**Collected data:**
──────

//! Directive session directories: resolution, document load/save, scope scans.
//!
//! A session directory holds exactly one `<slug>.meta.json`, zero or more
//! `<slug>.task.json`, and at most one `<directive_slug>.handoff.json`.

use std::fs;
use std::path::{Path, PathBuf};
use std::sync::LazyLock;

use anyhow::{Context, Result};
use regex::Regex;
use serde::Serialize;
use serde::de::DeserializeOwned;
use tracing::{debug, warn};

use crate::core::scope::{TaskIntersection, TaskScope, canonical_prefixes, find_intersections};
use crate::documents::{
    DirectiveDoc, HANDOFF_SUFFIX, Handoff, HandoffDoc, META_SUFFIX, TASK_SUFFIX, TaskDoc,
};
use crate::error::LifecycleError;
use crate::io::config::DcConfig;

static META_FILE_RE: LazyLock<Regex> =
    LazyLock::new(|| Regex::new(r"^[a-z0-9]+(?:-[a-z0-9]+)*\.meta\.json$").unwrap());

/// A resolved directive session.
#[derive(Debug, Clone)]
pub struct Session {
    /// Repository root.
    pub root: PathBuf,
    /// Absolute session directory.
    pub dir: PathBuf,
    /// Session directory name (the `--session` handle).
    pub name: String,
    /// Session directory relative to the repository root, `/`-separated.
    pub rel: String,
    pub meta_path: PathBuf,
    pub doc: DirectiveDoc,
}

impl Session {
    /// Repo-relative path of a file inside this session.
    pub fn rel_path(&self, path: &Path) -> String {
        repo_relative(&self.root, path)
    }

    pub fn meta_rel(&self) -> String {
        self.rel_path(&self.meta_path)
    }

    pub fn save_meta(&self) -> Result<()> {
        write_json(&self.meta_path, &self.doc)
    }

    pub fn handoff_path(&self) -> PathBuf {
        self.dir
            .join(format!("{}{HANDOFF_SUFFIX}", self.doc.meta.directive_slug))
    }

    /// Read the handoff if one exists for this directive.
    pub fn load_handoff(&self) -> Result<Option<Handoff>> {
        let path = self.handoff_path();
        if !path.exists() {
            return Ok(None);
        }
        let doc: HandoffDoc = load_json(&path)?;
        Ok(Some(doc.handoff))
    }

    /// Task file paths, sorted by name.
    pub fn task_files(&self) -> Result<Vec<PathBuf>> {
        list_files_with_suffix(&self.dir, TASK_SUFFIX)
    }

    /// Resolve `--task` as a slug or a `<slug>.task.json` file name.
    pub fn resolve_task(&self, task_ref: &str) -> Result<TaskHandle> {
        let raw = task_ref.trim();
        if raw.is_empty() {
            return Err(LifecycleError::metadata("missing required --task").into());
        }
        let file_name = if raw.ends_with(TASK_SUFFIX) {
            raw.to_string()
        } else {
            format!("{raw}{TASK_SUFFIX}")
        };
        if file_name.contains(['/', '\\']) || file_name.contains("..") {
            return Err(LifecycleError::metadata(format!(
                "task reference must be a slug or file name inside the session: {raw}"
            ))
            .into());
        }
        let Some(path) = self
            .task_files()?
            .into_iter()
            .find(|path| path.file_name().is_some_and(|name| name == file_name.as_str()))
        else {
            return Err(LifecycleError::metadata(format!("task not found: {raw}")).into());
        };
        let slug = file_name.trim_end_matches(TASK_SUFFIX).to_string();
        Ok(TaskHandle {
            rel: self.rel_path(&path),
            slug,
            path,
        })
    }

    /// Every JSON artifact in the session, repo-relative.
    pub fn artifact_files(&self) -> Result<Vec<String>> {
        Ok(list_files_with_suffix(&self.dir, ".json")?
            .iter()
            .map(|path| self.rel_path(path))
            .collect())
    }
}

/// A resolved task file inside a session.
#[derive(Debug, Clone, PartialEq, Eq)]
pub struct TaskHandle {
    pub slug: String,
    pub path: PathBuf,
    pub rel: String,
}

impl TaskHandle {
    pub fn load(&self) -> Result<TaskDoc> {
        load_json(&self.path)
    }

    pub fn save(&self, doc: &TaskDoc) -> Result<()> {
        write_json(&self.path, doc)
    }
}

/// Resolve `--session` as a directory name under the directives root, or a
/// directive `meta.id`.
pub fn resolve_session(root: &Path, cfg: &DcConfig, session_ref: &str) -> Result<Session> {
    let reference = session_ref.trim();
    if reference.is_empty() {
        return Err(LifecycleError::metadata(
            "missing session identifier; pass --session (directory name or directive id)",
        )
        .into());
    }
    let directives = cfg.directives_dir(root);
    let exact = directives.join(reference);
    let dir = if !reference.contains(['/', '\\']) && !reference.starts_with('.') && exact.is_dir() {
        exact
    } else {
        find_session_by_id(&directives, reference)?
    };
    load_session(root, &dir)
}

/// Load the session rooted at `dir`.
pub fn load_session(root: &Path, dir: &Path) -> Result<Session> {
    let meta_path = find_meta_file(dir)?;
    let doc: DirectiveDoc = load_json(&meta_path)?;
    let name = dir
        .file_name()
        .map(|n| n.to_string_lossy().to_string())
        .unwrap_or_default();
    debug!(session = %name, meta = %meta_path.display(), "resolved session");
    Ok(Session {
        root: root.to_path_buf(),
        rel: repo_relative(root, dir),
        dir: dir.to_path_buf(),
        name,
        meta_path,
        doc,
    })
}

fn find_session_by_id(directives: &Path, id: &str) -> Result<PathBuf> {
    let mut matches = Vec::new();
    if directives.is_dir() {
        for entry in fs::read_dir(directives)
            .with_context(|| format!("read directives root {}", directives.display()))?
        {
            let entry = entry.context("read directives entry")?;
            let path = entry.path();
            if !path.is_dir() {
                continue;
            }
            // Sessions without a readable meta file cannot match an id.
            let Ok(meta_path) = find_meta_file(&path) else {
                continue;
            };
            let Ok(doc) = load_json::<DirectiveDoc>(&meta_path) else {
                continue;
            };
            if doc.meta.id == id {
                matches.push(path);
            }
        }
    }
    match matches.len() {
        0 => Err(LifecycleError::metadata(format!("session not found: {id}")).into()),
        1 => Ok(matches.remove(0)),
        _ => Err(LifecycleError::metadata(format!(
            "session id is ambiguous across directories: {id}"
        ))
        .into()),
    }
}

/// Locate the single `<slug>.meta.json` in a session directory.
pub fn find_meta_file(dir: &Path) -> Result<PathBuf> {
    let metas: Vec<PathBuf> = list_files_with_suffix(dir, META_SUFFIX)?
        .into_iter()
        .filter(|path| {
            path.file_name()
                .is_some_and(|name| META_FILE_RE.is_match(&name.to_string_lossy()))
        })
        .collect();
    if metas.len() != 1 {
        return Err(LifecycleError::metadata(format!(
            "expected exactly one <directive_slug>.meta.json in {} (found {})",
            dir.display(),
            metas.len()
        ))
        .into());
    }
    Ok(metas[0].clone())
}

/// Parse a session document; malformed JSON or schema drift is `MetadataInvalid`.
pub fn load_json<T: DeserializeOwned>(path: &Path) -> Result<T> {
    let raw = fs::read_to_string(path).with_context(|| format!("read {}", path.display()))?;
    serde_json::from_str(&raw).map_err(|err| {
        LifecycleError::metadata(format!("{}: {err}", path.display())).into()
    })
}

/// Serialize `value` to pretty-printed JSON with trailing newline, replacing the file.
pub fn write_json<T: Serialize>(path: &Path, value: &T) -> Result<()> {
    let mut payload = serde_json::to_string_pretty(value).context("serialize json")?;
    payload.push('\n');
    fs::write(path, payload).with_context(|| format!("write {}", path.display()))
}

/// A task file the scope scan could not use.
#[derive(Debug, Clone, PartialEq, Eq, Serialize)]
pub struct SkippedTask {
    pub file: String,
    pub reason: String,
}

/// Parsed task scopes of one session plus the files that failed to parse.
#[derive(Debug, Clone, Default)]
pub struct TaskScan {
    pub tasks: Vec<TaskScope>,
    pub skipped: Vec<SkippedTask>,
}

/// Best-effort parse of every task file in `session_dir`.
pub fn scan_task_scopes(session_dir: &Path) -> Result<TaskScan> {
    let mut scan = TaskScan::default();
    for path in list_files_with_suffix(session_dir, TASK_SUFFIX)? {
        let file = path
            .file_name()
            .map(|n| n.to_string_lossy().to_string())
            .unwrap_or_default();
        match load_json::<TaskDoc>(&path) {
            Ok(doc) => scan.tasks.push(TaskScope {
                slug: file.trim_end_matches(TASK_SUFFIX).to_string(),
                id: doc.meta.id.clone(),
                depends_on: doc.meta.depends_on.clone(),
                prefixes: canonical_prefixes(
                    doc.task.allowed_files.iter().map(|entry| entry.path()),
                ),
            }),
            Err(err) => {
                warn!(file = %file, err = %err, "skipping unparsable task file");
                scan.skipped.push(SkippedTask {
                    file,
                    reason: err.to_string(),
                });
            }
        }
    }
    Ok(scan)
}

/// Directive scope: the session directory plus every task's allowed paths.
#[derive(Debug, Clone, Default, PartialEq, Eq, Serialize)]
pub struct ScopeScan {
    /// Sorted, unique.
    pub prefixes: Vec<String>,
    pub skipped: Vec<SkippedTask>,
}

pub fn directive_scope_prefixes(root: &Path, session_dir: &Path) -> Result<ScopeScan> {
    let scan = scan_task_scopes(session_dir)?;
    let session_rel = repo_relative(root, session_dir);
    let mut raw: Vec<&str> = vec![session_rel.as_str()];
    raw.extend(
        scan.tasks
            .iter()
            .flat_map(|task| task.prefixes.iter().map(String::as_str)),
    );
    Ok(ScopeScan {
        prefixes: canonical_prefixes(raw),
        skipped: scan.skipped,
    })
}

/// Pairwise task scope overlaps within one session.
pub fn find_task_allowed_file_intersections(session_dir: &Path) -> Result<Vec<TaskIntersection>> {
    let scan = scan_task_scopes(session_dir)?;
    Ok(find_intersections(&scan.tasks))
}

/// Every `*.meta.json` in `dir`, well-named or not; empty when `dir` is missing.
pub fn existing_meta_files(dir: &Path) -> Result<Vec<PathBuf>> {
    if !dir.is_dir() {
        return Ok(Vec::new());
    }
    list_files_with_suffix(dir, META_SUFFIX)
}

fn list_files_with_suffix(dir: &Path, suffix: &str) -> Result<Vec<PathBuf>> {
    let mut files = Vec::new();
    for entry in fs::read_dir(dir).with_context(|| format!("read directory {}", dir.display()))? {
        let entry = entry.with_context(|| format!("read entry in {}", dir.display()))?;
        let path = entry.path();
        if path.is_file() && entry.file_name().to_string_lossy().ends_with(suffix) {
            files.push(path);
        }
    }
    files.sort();
    Ok(files)
}

/// `/`-separated path of `path` relative to `root` (or `path` itself when outside).
pub fn repo_relative(root: &Path, path: &Path) -> String {
    let rel = path.strip_prefix(root).unwrap_or(path);
    rel.components()
        .map(|c| c.as_os_str().to_string_lossy())
        .collect::<Vec<_>>()
        .join("/")
}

──────

Return nothing but the lines from the top of the records above through the line that has "use crate::error::LifecycleError;". Keep each one exact.

//! Directive session directories: resolution, document load/save, scope scans.
//!
//! A session directory holds exactly one `<slug>.meta.json`, zero or more
//! `<slug>.task.json`, and at most one `<directive_slug>.handoff.json`.

use std::fs;
use std::path::{Path, PathBuf};
use std::sync::LazyLock;

use anyhow::{Context, Result};
use regex::Regex;
use serde::Serialize;
use serde::de::DeserializeOwned;
use tracing::{debug, warn};

use crate::core::scope::{TaskIntersection, TaskScope, canonical_prefixes, find_intersections};
use crate::documents::{
    DirectiveDoc, HANDOFF_SUFFIX, Handoff, HandoffDoc, META_SUFFIX, TASK_SUFFIX, TaskDoc,
};
use crate::error::LifecycleError;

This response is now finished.